James William Acaster (; born 9 January 1985) is an English comedian, writer, presenter and musician. As well as appearances on panel shows, he is known for the stand-up specials Repertoire, co-hosting the food podcast Off Menu and co-presenting the panel show Hypothetical. He has won four Chortle Awards.

After attempting to pursue a music career as a drummer, Acaster began performing stand-up comedy in 2008. He drew acclaim for his stand-up shows at the Edinburgh Festival Fringe, where he has been nominated for Best Comedy Show five times. Four of his Fringe performances were adapted into the serialised Netflix specials Repertoire: "Recognise", "Represent", "Reset" and "Recap". His more recent special Cold Lasagne Hate Myself 1999 (2019) won a Melbourne International Comedy Festival Award.
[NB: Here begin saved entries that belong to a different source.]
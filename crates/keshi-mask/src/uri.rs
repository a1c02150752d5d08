//! Image URI resolution.
//!
//! Uploaded files arrive as `data:` URIs carrying the image inline;
//! gallery images and local files arrive as plain locations that only
//! the platform can fetch. Inline payloads are decoded here so the core
//! can load them without any loader at all.

use base64::Engine;
use base64::engine::general_purpose::STANDARD as BASE64;

use crate::types::LoadError;

/// Platform facility that turns a URI into encoded image bytes.
///
/// Implementations live in the glue layer (filesystem, HTTP, browser
/// fetch). The core treats them as trusted and never inspects the URI
/// beyond recognising inline `data:` payloads.
pub trait ImageLoader {
    /// Fetch the encoded bytes behind `uri`.
    ///
    /// # Errors
    ///
    /// Returns a [`LoadError`] when the resource cannot be fetched.
    fn fetch(&self, uri: &str) -> Result<Vec<u8>, LoadError>;
}

impl<F> ImageLoader for F
where
    F: Fn(&str) -> Result<Vec<u8>, LoadError>,
{
    fn fetch(&self, uri: &str) -> Result<Vec<u8>, LoadError> {
        self(uri)
    }
}

/// Resolve `uri` to encoded bytes: inline `data:` payloads are decoded
/// directly, everything else goes through `loader`.
///
/// # Errors
///
/// Returns [`LoadError::UnsupportedUri`] for an empty URI or a `data:`
/// URI that is not base64-encoded, [`LoadError::DataUri`] for a
/// malformed base64 payload, and whatever `loader` returns otherwise.
pub fn fetch_bytes(uri: &str, loader: &impl ImageLoader) -> Result<Vec<u8>, LoadError> {
    if uri.trim().is_empty() {
        return Err(LoadError::UnsupportedUri("empty URI".into()));
    }
    match decode_data_uri(uri)? {
        Some(bytes) => Ok(bytes),
        None => loader.fetch(uri),
    }
}

/// Decode an inline `data:[<media type>];base64,<payload>` URI.
///
/// Returns `Ok(None)` if `uri` is not a `data:` URI.
///
/// # Errors
///
/// Returns [`LoadError::UnsupportedUri`] if the URI has no `,`
/// separator or is not base64-encoded, and [`LoadError::DataUri`] if
/// the payload is not valid base64.
pub fn decode_data_uri(uri: &str) -> Result<Option<Vec<u8>>, LoadError> {
    let Some(rest) = strip_prefix_ignore_case(uri.trim_start(), "data:") else {
        return Ok(None);
    };
    let (header, payload) = rest
        .split_once(',')
        .ok_or_else(|| LoadError::UnsupportedUri("data URI without ',' separator".into()))?;

    let is_base64 = header
        .rsplit(';')
        .next()
        .is_some_and(|param| param.trim().eq_ignore_ascii_case("base64"));
    if !is_base64 {
        return Err(LoadError::UnsupportedUri(format!(
            "data URI with header {header:?} is not base64-encoded"
        )));
    }

    let compact: String = payload.chars().filter(|c| !c.is_ascii_whitespace()).collect();
    Ok(Some(BASE64.decode(compact)?))
}

fn strip_prefix_ignore_case<'a>(s: &'a str, prefix: &str) -> Option<&'a str> {
    let head = s.get(..prefix.len())?;
    head.eq_ignore_ascii_case(prefix).then(|| &s[prefix.len()..])
}
//! Tool and stamp-size selection state.
//!
//! [`ToolState`] is the shared state written by external tool-picker
//! controls and read by the [`StrokeController`](crate::StrokeController)
//! each time a stamp is issued. It is an ordinary value owned by the
//! [`Editor`](crate::Editor) and passed by reference, so the core can be
//! driven without any UI harness.

use std::fmt;

use serde::{Deserialize, Serialize};

/// Selects which stamp shape the pointer paints.
#[derive(Debug, Clone, Copy, PartialEq, Eq, Hash, Default, Serialize, Deserialize)]
#[serde(rename_all = "snake_case")]
pub enum Tool {
    /// Filled disc of diameter `size`.
    #[default]
    Brush,
    /// Filled axis-aligned square of side `size`.
    #[serde(alias = "rect")]
    Rectangle,
    /// Ring (outline only) of diameter `size`. Marks a boundary, not an
    /// area: the interior is left untouched.
    Circle,
}

impl Tool {
    /// Stable lowercase name.
    #[must_use]
    pub const fn name(self) -> &'static str {
        match self {
            Self::Brush => "brush",
            Self::Rectangle => "rectangle",
            Self::Circle => "circle",
        }
    }
}

impl fmt::Display for Tool {
    fn fmt(&self, f: &mut fmt::Formatter<'_>) -> fmt::Result {
        f.write_str(self.name())
    }
}

/// Stamp size in buffer pixels, bounded to
/// [`MIN`](Self::MIN)`..=`[`MAX`](Self::MAX).
///
/// One size scales all tools uniformly: brush diameter, rectangle side
/// and ring diameter.
#[derive(Debug, Clone, Copy, PartialEq, Eq, PartialOrd, Ord, Hash, Serialize, Deserialize)]
#[serde(try_from = "u32", into = "u32")]
pub struct StampSize(u32);

impl StampSize {
    /// Smallest allowed size.
    pub const MIN: u32 = 10;
    /// Largest allowed size.
    pub const MAX: u32 = 200;
    /// Size selected on startup.
    pub const DEFAULT: u32 = 50;

    /// Validate a size.
    ///
    /// # Errors
    ///
    /// Returns [`StampSizeError`] if `size` is outside `MIN..=MAX`.
    pub const fn new(size: u32) -> Result<Self, StampSizeError> {
        if size < Self::MIN || size > Self::MAX {
            return Err(StampSizeError(size));
        }
        Ok(Self(size))
    }

    /// Clamp any integer into range. Suited to slider glue that may
    /// overshoot.
    #[must_use]
    pub fn clamped(size: u32) -> Self {
        Self(size.clamp(Self::MIN, Self::MAX))
    }

    /// The size in pixels.
    #[must_use]
    pub const fn get(self) -> u32 {
        self.0
    }

    /// Half the size, as a stamp radius / half-extent.
    #[must_use]
    pub fn radius(self) -> f64 {
        f64::from(self.0) / 2.0
    }
}

impl Default for StampSize {
    fn default() -> Self {
        Self(Self::DEFAULT)
    }
}

impl TryFrom<u32> for StampSize {
    type Error = StampSizeError;

    fn try_from(value: u32) -> Result<Self, Self::Error> {
        Self::new(value)
    }
}

impl From<StampSize> for u32 {
    fn from(size: StampSize) -> Self {
        size.0
    }
}

impl fmt::Display for StampSize {
    fn fmt(&self, f: &mut fmt::Formatter<'_>) -> fmt::Result {
        write!(f, "{}", self.0)
    }
}

/// A stamp size outside the allowed range.
#[derive(Debug, Clone, Copy, PartialEq, Eq, thiserror::Error)]
#[error("stamp size {0} is outside {min}..={max}", min = StampSize::MIN, max = StampSize::MAX)]
pub struct StampSizeError(pub u32);

/// Current tool and stamp size.
#[derive(Debug, Clone, Copy, PartialEq, Eq, Default)]
pub struct ToolState {
    tool: Tool,
    size: StampSize,
}

impl ToolState {
    /// Create a state with an explicit tool and size.
    #[must_use]
    pub const fn new(tool: Tool, size: StampSize) -> Self {
        Self { tool, size }
    }

    /// The currently selected tool.
    #[must_use]
    pub const fn tool(&self) -> Tool {
        self.tool
    }

    /// The currently selected stamp size.
    #[must_use]
    pub const fn size(&self) -> StampSize {
        self.size
    }

    /// Select a tool.
    pub fn select_tool(&mut self, tool: Tool) {
        self.tool = tool;
    }

    /// Set the stamp size.
    pub fn set_size(&mut self, size: StampSize) {
        self.size = size;
    }
}
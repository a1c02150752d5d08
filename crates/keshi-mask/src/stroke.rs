//! Stroke controller: pointer events in, stamps out.
//!
//! ```text
//!            down(P) / stamp at P
//!   Idle ─────────────────────────▶ Active(P)
//!    ▲                                │  move(P') / stamp at P'
//!    │        up / leave              ▼
//!    └─────────────────────────── Active(P')
//! ```
//!
//! Every move while active yields exactly one stamp at the move
//! position. Successive stamps are not interpolated, so fast pointer
//! motion can leave gaps between them.

use crate::stamp::Stamp;
use crate::tool::ToolState;
use crate::types::Point;

/// Whether a stroke is in progress.
#[derive(Debug, Clone, Copy, PartialEq, Default)]
pub enum StrokeState {
    /// No pointer button held.
    #[default]
    Idle,
    /// Pointer button held; `last` is the most recent stamp center.
    Active {
        /// Buffer-space center of the latest stamp.
        last: Point,
    },
}

/// Turns pointer transitions into stamps.
///
/// Tool and size are read from the [`ToolState`] passed to each event,
/// so changing either mid-stroke affects the next stamp of the same
/// stroke.
#[derive(Debug, Clone, Default)]
pub struct StrokeController {
    state: StrokeState,
}

impl StrokeController {
    /// Create an idle controller.
    #[must_use]
    pub fn new() -> Self {
        Self::default()
    }

    /// Current state.
    #[must_use]
    pub const fn state(&self) -> StrokeState {
        self.state
    }

    /// Returns `true` while a stroke is in progress.
    #[must_use]
    pub const fn is_active(&self) -> bool {
        matches!(self.state, StrokeState::Active { .. })
    }

    /// Pointer pressed at buffer-space `point`: start a stroke and stamp.
    ///
    /// A press while already active (a missed release) restarts the
    /// stroke at `point`.
    pub fn pointer_down(&mut self, point: Point, tools: &ToolState) -> Stamp {
        self.state = StrokeState::Active { last: point };
        Stamp::new(tools.tool(), point, tools.size())
    }

    /// Pointer moved to buffer-space `point`: stamp if a stroke is active.
    pub fn pointer_move(&mut self, point: Point, tools: &ToolState) -> Option<Stamp> {
        match self.state {
            StrokeState::Idle => None,
            StrokeState::Active { .. } => {
                self.state = StrokeState::Active { last: point };
                Some(Stamp::new(tools.tool(), point, tools.size()))
            }
        }
    }

    /// Pointer released: end the stroke.
    pub fn pointer_up(&mut self) {
        self.state = StrokeState::Idle;
    }

    /// Pointer left the surface: end the stroke.
    pub fn pointer_leave(&mut self) {
        self.state = StrokeState::Idle;
    }
}
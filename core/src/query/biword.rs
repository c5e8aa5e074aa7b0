use super::DocSet;
use crate::error::{Result, SearchError};
use crate::index::{biword_key, BiwordIndex};
use crate::tokenizer::Normalizer;

/// Documents containing every adjacent pair of the normalized query.
///
/// Exact for two-term phrases. For longer phrases the pairs are not checked to
/// line up at consecutive offsets, so a document may match with the pairs
/// scattered.
pub fn evaluate_biword(query: &str, normalizer: &dyn Normalizer, index: &BiwordIndex) -> Result<DocSet> {
    let terms = normalizer.normalize(query);
    if terms.len() < 2 {
        return Err(SearchError::usage(format!(
            "phrase query needs at least two terms, got {}",
            terms.len()
        )));
    }

    let mut pairs = terms.windows(2).map(|pair| biword_key(&pair[0], &pair[1]));
    let mut result = match pairs.next() {
        Some(first) => index.documents(&first),
        None => return Ok(DocSet::new()),
    };
    for key in pairs {
        if result.is_empty() {
            break;
        }
        let docs = index.documents(&key);
        result.retain(|doc| docs.contains(doc));
    }
    Ok(result)
}

#[cfg(test)]
mod tests {
    use super::*;
    use crate::index::IndexBuilder;
    use crate::tokenizer::PlainNormalizer;
    use std::sync::Arc;

    fn index() -> BiwordIndex {
        IndexBuilder::new(Arc::new(PlainNormalizer))
            .build([
                ("doc1", "cat sat"),
                ("doc2", "dog sat down"),
                ("doc3", "cat dog"),
                ("doc4", "dog cat sat"),
                ("doc5", "cat sat then sat down"),
            ])
            .biwords
    }

    fn run(query: &str) -> Vec<String> {
        evaluate_biword(query, &PlainNormalizer, &index()).unwrap().into_iter().collect()
    }

    #[test]
    fn two_term_phrase_requires_adjacency() {
        assert_eq!(run("cat dog"), vec!["doc3"]);
        assert_eq!(run("dog cat"), vec!["doc4"]);
        assert_eq!(run("Cat, SAT!"), vec!["doc1", "doc4", "doc5"]);
    }

    #[test]
    fn longer_phrase_intersects_every_pair() {
        assert_eq!(run("cat sat down"), vec!["doc5"]);
        assert!(run("cat dog sat").is_empty());
    }

    #[test]
    fn missing_pair_empties_the_result() {
        assert!(run("sat cat").is_empty());
    }

    #[test]
    fn single_term_is_a_usage_error() {
        let err = evaluate_biword("cat", &PlainNormalizer, &index()).unwrap_err();
        assert!(matches!(err, SearchError::Usage(_)));
    }
}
As a presenter, Acaster began the food podcast Off Menu with Ed Gamble in 2018, and has co-hosted four series of the Dave panel show Hypothetical from 2019 onwards. He has appeared as a guest on panel shows including Taskmaster, The Big Fat Quiz of the Year, Would I Lie to You?, 8 out of 10 Cats and Mock the Week.

Acaster's radio appearances on Widdicombe's XFM show led to a recurring segment called Classic Scrapes, in which he shared mistakes that got him into unfortunate circumstances. He developed this into a book, James Acaster's Classic Scrapes (2017), which made The Sunday Times Bestseller List. Acaster's second book, Perfect Sound Whatever (2019), also became a Sunday Times Bestseller; it follows Acaster's life in 2017 via reviews of albums that were released in 2016. A tie-in podcast, James Acaster's Perfect Sounds, aired on BBC Sounds. His third book, James Acaster's Guide to Quitting Social Media: Being the Best YOU You Can Be and Saving Yourself from Loneliness: Vol. 1, was released in August 2022, becoming his third Sunday Times Best Seller.

Early life
James William Acaster was born in Kettering on 9 January 1985. He attended Montagu Secondary School and studied music at Northampton College. He later worked as a teaching assistant in a school for autistic children, using his free time to begin performing stand-up comedy.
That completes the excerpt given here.